Por ello algunos afirman que la lealtad de los individuos (dentro de las que destaca la lealtad a la nación) se constituye como una de las características del liberalismo y también en uno de sus límites4.

Si bien algunos autores clásicos dotaron de importancia a la idea de comunidad universal, señalaron también por qué resultaba relevante la existencia y separación del mundo en distintos Estados. En tal sentido, Stuart Mill reconoce una gran importancia a la comunidad nacional y afirma que algunas de las diferencias existentes entre los individuos imposibilitaban abarcar comunidades más extensas, sobre todo la relativa a la multiplicidad de lenguajes.

Así, advierte que «las instituciones libres son casi imposibles en un país compuesto de nacionalidades diferentes, en un pueblo donde no hay lazos de unión, sobre todo si ese pueblo lee y habla distintos idiomas. No puede producirse en tales circunstancias la opinión pública indispensable para la obra del gobierno representativo»5. De tal suerte, la nacionalidad queda también sujeta al significado de ciudadanía, exclusiva de cada Estado.
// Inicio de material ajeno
//! Domain types shared by every scheduling tier.
//!
//! Reports flow upward (executor → region → global) as typed structs; jobs
//! flow downward. All types are serializable so the daemon can emit status
//! snapshots as JSON.

use std::ops::RangeInclusive;

use chrono::{DateTime, Duration, Utc};
use serde::{Deserialize, Serialize};

/// Unique identifier for a compute job.
pub type JobId = String;

/// Valid job priorities; higher is more urgent.
pub const PRIORITY_RANGE: RangeInclusive<u8> = 1..=5;

// ── Jobs ─────────────────────────────────────────────────────────

/// Lifecycle status of a compute job.
#[derive(Debug, Clone, Copy, PartialEq, Eq, Hash, Serialize, Deserialize)]
#[serde(rename_all = "SCREAMING_SNAKE_CASE")]
pub enum JobStatus {
    Pending,
    Assigned,
    Running,
    Completed,
    Failed,
}

impl JobStatus {
    /// Completed and failed jobs never change status again.
    pub fn is_terminal(self) -> bool {
        matches!(self, JobStatus::Completed | JobStatus::Failed)
    }
}

/// A unit of work to be placed on a compute slot.
#[derive(Debug, Clone, Serialize, Deserialize, PartialEq)]
pub struct ComputeJob {
    pub job_id: JobId,
    /// Abstract work size (FLOPs or core-hours).
    pub computation_size: f64,
    pub estimated_runtime_hours: f64,
    /// 1–5, higher = more urgent.
    pub priority: u8,
    /// The job must not start before this instant.
    pub earliest_start: DateTime<Utc>,
    /// The job must start by this instant or it fails.
    pub deadline: Option<DateTime<Utc>>,
    /// Explicit provider targeting; honoured only when that executor is eligible.
    #[serde(default)]
    pub preferred_executor: Option<String>,
    pub status: JobStatus,
}

impl ComputeJob {
    pub fn new(
        job_id: impl Into<JobId>,
        computation_size: f64,
        estimated_runtime_hours: f64,
        priority: u8,
        earliest_start: DateTime<Utc>,
    ) -> Self {
        Self {
            job_id: job_id.into(),
            computation_size,
            estimated_runtime_hours,
            priority,
            earliest_start,
            deadline: None,
            preferred_executor: None,
            status: JobStatus::Pending,
        }
    }

    pub fn with_deadline(mut self, deadline: DateTime<Utc>) -> Self {
        self.deadline = Some(deadline);
        self
    }

    pub fn with_preferred_executor(mut self, executor: impl Into<String>) -> Self {
        self.preferred_executor = Some(executor.into());
        self
    }

    pub fn has_valid_priority(&self) -> bool {
        PRIORITY_RANGE.contains(&self.priority)
    }

    /// True once `now` is strictly after the deadline.
    pub fn is_past_deadline(&self, now: DateTime<Utc>) -> bool {
        self.deadline.is_some_and(|deadline| now > deadline)
    }

    /// True once the earliest start has been reached.
    pub fn is_ready(&self, now: DateTime<Utc>) -> bool {
        now >= self.earliest_start
    }

    /// Estimated runtime, rounded to whole seconds. Negative estimates count as zero.
    pub fn runtime(&self) -> Duration {
        let secs = (self.estimated_runtime_hours.max(0.0) * 3600.0).round();
        Duration::try_seconds(secs as i64).unwrap_or(Duration::MAX)
    }
}

/// A job description as submitted by a client; the scheduler assigns the id.
#[derive(Debug, Clone, Serialize, Deserialize, PartialEq)]
pub struct JobRequest {
    pub computation_size: f64,
    pub estimated_runtime_hours: f64,
    pub priority: u8,
    #[serde(default)]
    pub earliest_start: Option<DateTime<Utc>>,
    #[serde(default)]
    pub deadline: Option<DateTime<Utc>>,
    #[serde(default)]
    pub preferred_executor: Option<String>,
}

impl JobRequest {
    /// Build a pending job; a missing earliest start means "now".
    pub fn into_job(self, job_id: JobId, now: DateTime<Utc>) -> ComputeJob {
        ComputeJob {
            job_id,
            computation_size: self.computation_size,
            estimated_runtime_hours: self.estimated_runtime_hours,
            priority: self.priority,
            earliest_start: self.earliest_start.unwrap_or(now),
            deadline: self.deadline,
            preferred_executor: self.preferred_executor,
            status: JobStatus::Pending,
        }
    }
}

/// Planned execution window for an admitted job.
#[derive(Debug, Clone, Serialize, Deserialize, PartialEq, Eq)]
pub struct ScheduleEntry {
    pub job_id: JobId,
    pub start_time: DateTime<Utc>,
    pub end_time: DateTime<Utc>,
}

// ── Energy ───────────────────────────────────────────────────────

/// Grid conditions at one location and instant.
#[derive(Debug, Clone, Copy, Serialize, Deserialize, PartialEq, Default)]
pub struct EnergyReading {
    /// Energy price in GBP/kWh.
    pub price: f64,
    /// gCO2/kWh.
    pub carbon_intensity: f64,
    /// Renewable share in percent.
    pub renewable_mix: f64,
}

impl EnergyReading {
    pub fn new(price: f64, carbon_intensity: f64, renewable_mix: f64) -> Self {
        Self {
            price,
            carbon_intensity,
            renewable_mix,
        }
    }
}

// ── Reports ──────────────────────────────────────────────────────

/// State of one executor as seen by its regional coordinator.
#[derive(Debug, Clone, Serialize, Deserialize, PartialEq)]
pub struct ExecutorReport {
    pub name: String,
    pub location: String,
    pub price: f64,
    pub carbon_intensity: f64,
    pub renewable_mix: f64,
    /// Range 0.0..=100.0, lower is better.
    pub cost_score: f64,
    pub available_capacity: u32,
    pub total_capacity: u32,
    pub running_jobs: Vec<JobId>,
}

/// One entry of a region's ranked option list.
#[derive(Debug, Clone, Serialize, Deserialize, PartialEq)]
pub struct LowestCostOption {
    pub executor: String,
    pub price: f64,
    pub carbon_intensity: f64,
    pub cost_score: f64,
    pub available_capacity: u32,
}

impl From<&ExecutorReport> for LowestCostOption {
    fn from(report: &ExecutorReport) -> Self {
        Self {
            executor: report.name.clone(),
            price: report.price,
            carbon_intensity: report.carbon_intensity,
            cost_score: report.cost_score,
            available_capacity: report.available_capacity,
        }
    }
}

/// Aggregated view of a region, used by the global scheduler to rank regions.
#[derive(Debug, Clone, Serialize, Deserialize, PartialEq)]
pub struct RegionReport {
    pub region: String,
    pub executors: Vec<ExecutorReport>,
    /// Ascending by cost score, bounded in length.
    pub lowest_cost_options: Vec<LowestCostOption>,
    /// Mean executor score; `None` for a region with no executors.
    pub average_score: Option<f64>,
    pub total_capacity: u32,
    pub available_capacity: u32,
    pub deferred_jobs: usize,
    /// Providers seen in the last discovery snapshot.
    pub catalog_providers: usize,
}

impl RegionReport {
    pub fn empty(region: impl Into<String>) -> Self {
        Self {
            region: region.into(),
            executors: Vec::new(),
            lowest_cost_options: Vec::new(),
            average_score: None,
            total_capacity: 0,
            available_capacity: 0,
            deferred_jobs: 0,
            catalog_providers: 0,
        }
    }
}

#[cfg(test)]
mod tests {
    use super::*;
    use chrono::TimeZone;

    fn at(hour: u32) -> DateTime<Utc> {
        Utc.with_ymd_and_hms(2025, 11, 24, hour, 0, 0).unwrap()
    }

    #[test]
    fn deadline_is_exclusive() {
        let job = ComputeJob::new("j1", 1.0, 2.0, 3, at(8)).with_deadline(at(10));
        assert!(!job.is_past_deadline(at(9)));
        assert!(!job.is_past_deadline(at(10)));
        assert!(job.is_past_deadline(at(11)));
    }

    #[test]
    fn job_without_deadline_never_expires() {
        let job = ComputeJob::new("j1", 1.0, 2.0, 3, at(8));
        assert!(!job.is_past_deadline(at(23)));
    }

    #[test]
    fn runtime_rounds_to_seconds() {
        let job = ComputeJob::new("j1", 1.0, 1.5, 3, at(8));
        assert_eq!(job.runtime(), Duration::minutes(90));

        let negative = ComputeJob::new("j2", 1.0, -3.0, 3, at(8));
        assert_eq!(negative.runtime(), Duration::zero());
    }

    #[test]
    fn priority_validation() {
        assert!(ComputeJob::new("a", 1.0, 1.0, 1, at(0)).has_valid_priority());
        assert!(ComputeJob::new("b", 1.0, 1.0, 5, at(0)).has_valid_priority());
        assert!(!ComputeJob::new("c", 1.0, 1.0, 0, at(0)).has_valid_priority());
        assert!(!ComputeJob::new("d", 1.0, 1.0, 6, at(0)).has_valid_priority());
    }

    #[test]
    fn request_defaults_earliest_start_to_now() {
        let req = JobRequest {
            computation_size: 10.0,
            estimated_runtime_hours: 1.0,
            priority: 2,
            earliest_start: None,
            deadline: None,
            preferred_executor: None,
        };
        let job = req.into_job("job-1".to_string(), at(7));
        assert_eq!(job.earliest_start, at(7));
        assert_eq!(job.status, JobStatus::Pending);
        assert!(job.is_ready(at(7)));
    }

    #[test]
    fn status_serializes_uppercase() {
        let json = serde_json::to_string(&JobStatus::Assigned).unwrap();
        assert_eq!(json, "\"ASSIGNED\"");
        assert!(JobStatus::Failed.is_terminal());
        assert!(!JobStatus::Assigned.is_terminal());
    }
}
En otra línea pueden situarse propuestas como la de Hobbes, para quien el Estado constituía la única y fundamental comunidad. Por eso en su distinción se expresa el término de súbditos y enemigos: «infiigir un daño cualquiera a un individuo inocente que no es un súbdito, si ello se hace para beneficiar al Estado y sin violación de ningún convenio previo, no es un quebrantamiento de la ley de la naturaleza, pues todos los hombres que no son súbditos, o bien son enemigos, o han dejado de ser súbditos en virtud de algún convenio precedente»6.

Como vemos, en los orígenes mismos del liberalismo y en la construcción social a que se refiere Hobbes, se reconoce al Estado como la comunidad en la que conviven los individuos y dentro de la cual tendría que reconocerse la ciudadanía.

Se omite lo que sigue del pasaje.